In Thursday's deal, the company is buying 90,000 acres of natural-gas leases, believed to contain two trillion cubic feet of gas, the equivalent of more than 350 million barrels of oil. Chesapeake produces about 50 million cubic feet per day production on the Oklahoma property.
BP's announcement comes three days after rival Royal Dutch Shell PLC announced a C$5.9 billion (about $6 billion) takeover bid for Canadian natural-gas producer Duvernay Oil Corp. Shell also has partnered with EnCana Corp. to enter what has become the hottest new unconventional play, the Haynesville Shale in east Texas and Louisiana.
In April, Exxon bought an interest in an unconventional gas field in Hungary and has plans for gas wells in Germany also. ConocoPhillips jumped ahead of the trend in 2005 when it purchased Texas-based gas-producer Burlington Resources Inc. for $35 billion.
Unconventional oil and gas fields offer significant advantages. Not only are they in politically stable areas, they offer relatively little risk. Because each well is much like another, costs can actually go down over time, a sharp contrast to the rapidly rising costs of wells overseas.
"I think they're blown away with what the end results are," said Jefferies & Co. analyst Subash Chandra. "The resource grows over time and the costs go down."
The numbers are huge. The first major shale field to be produced, the Barnett Shale near Fort Worth, Texas, is estimated to contain 50 trillion cubic feet of gas, the equivalent of nearly nine billion barrels of oil -- about as much as the recently discovered giant Tupi field off the coast of Brazil. Chesapeake estimates that the Haynesville field could hold five times that, and other major shale fields have been found in Arkansas, Pennsylvania and British Columbia.
Chesapeake Chief Executive Aubrey McClendon said the deal with BP should highlight the importance of such fields.
"What the market should pay attention to is that a company like us has assets that have appeal to the biggest companies in the world," Mr. McClendon said.
Thursday's deal likely won't be the last of its kind. Big oil is suddenly realizing "this wild shale mania is for real," says Art Smith, president of Triple Double Advisors LLC, a Houston-based energy investment manager.
He predicts there will be more deals as the global companies seek to build production in the stability of North America. "I absolutely see more deals coming," he said. "We've long thought they were going to regret their decision to ignore North America."
The deals highlight how attractive operating in the U.S. and other politically stable countries have become as western oil companies find themselves increasingly boxed in by foreign governments emboldened by high oil prices.
These companies have full or partial access to only 13% of the world's oil and gas reserves, according to consultant PFC Energy, down from 19% of global reserves a decade ago and 85% in 1970.

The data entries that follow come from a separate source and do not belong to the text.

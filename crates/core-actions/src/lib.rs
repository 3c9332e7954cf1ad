//! Edit operations, their sequencing, and the text field facade.
//!
//! Every content or selection request becomes a [`PendingOperation`] on one
//! FIFO queue owned by [`EditSequencer`]. Operations run to completion (all
//! callbacks included) before the next starts; a listener that submits more
//! work through an [`OperationSender`] has it appended, never interleaved.
//!
//! [`TextField`] wires the sequencer to a `TextLayout`, relayouts after
//! content changes, and exposes movement and geometry queries.

use core_events::InputSource;
use core_text::TextRange;

mod dispatcher;
mod field;
mod sequencer;

pub use field::TextField;
pub use sequencer::{EditSequencer, OperationSender};

/// Context-menu request accompanying an explicit selection.
#[derive(Debug, Clone, Copy, PartialEq, Eq, Default)]
pub enum MenuPolicy {
    #[default]
    Default,
    Show,
    Hide,
}

#[derive(Debug, Clone, PartialEq, Eq)]
pub enum PendingOperation {
    Insert { text: String, source: InputSource },
    DeleteBackward(usize),
    DeleteForward(usize),
    DeleteRange { start: usize, end: usize },
    /// `range == None` replaces the active preview, or the selection when idle.
    SetPreview { range: Option<TextRange>, text: String },
    FinishPreview,
    DiscardPreview,
    SetSelection { start: usize, end: usize, menu: MenuPolicy },
    SetValue(String),
    /// Copy the selection to the clipboard.
    Copy,
    /// Copy the selection to the clipboard, then delete it.
    Cut,
    /// Insert the clipboard content as `InputSource::Paste`.
    Paste,
    Undo,
    Redo,
}

impl PendingOperation {
    pub fn insert(text: impl Into<String>) -> Self {
        Self::Insert {
            text: text.into(),
            source: InputSource::Direct,
        }
    }

    pub fn name(&self) -> &'static str {
        match self {
            Self::Insert { .. } => "insert",
            Self::DeleteBackward(_) => "delete_backward",
            Self::DeleteForward(_) => "delete_forward",
            Self::DeleteRange { .. } => "delete_range",
            Self::SetPreview { .. } => "set_preview",
            Self::FinishPreview => "finish_preview",
            Self::DiscardPreview => "discard_preview",
            Self::SetSelection { .. } => "set_selection",
            Self::SetValue(_) => "set_value",
            Self::Copy => "copy",
            Self::Cut => "cut",
            Self::Paste => "paste",
            Self::Undo => "undo",
            Self::Redo => "redo",
        }
    }

    pub fn is_preview(&self) -> bool {
        matches!(self, Self::SetPreview { .. })
    }
}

BP made a large bet several years ago in Russia, setting up a joint venture called TNK-BP Ltd. But it's now in a dogfight with the Kremlin, which western officials accuse of harassing the company with police raids, audits and immigration hassles in an attempt to drive BP out.
Last year, Venezuela required oil companies to cede control of their interests there, forcing Exxon Mobil Corp. and ConocoPhillips to exit the country.
"The world has been getting much smaller to them for some time," said Jefferies' Mr. Chandra.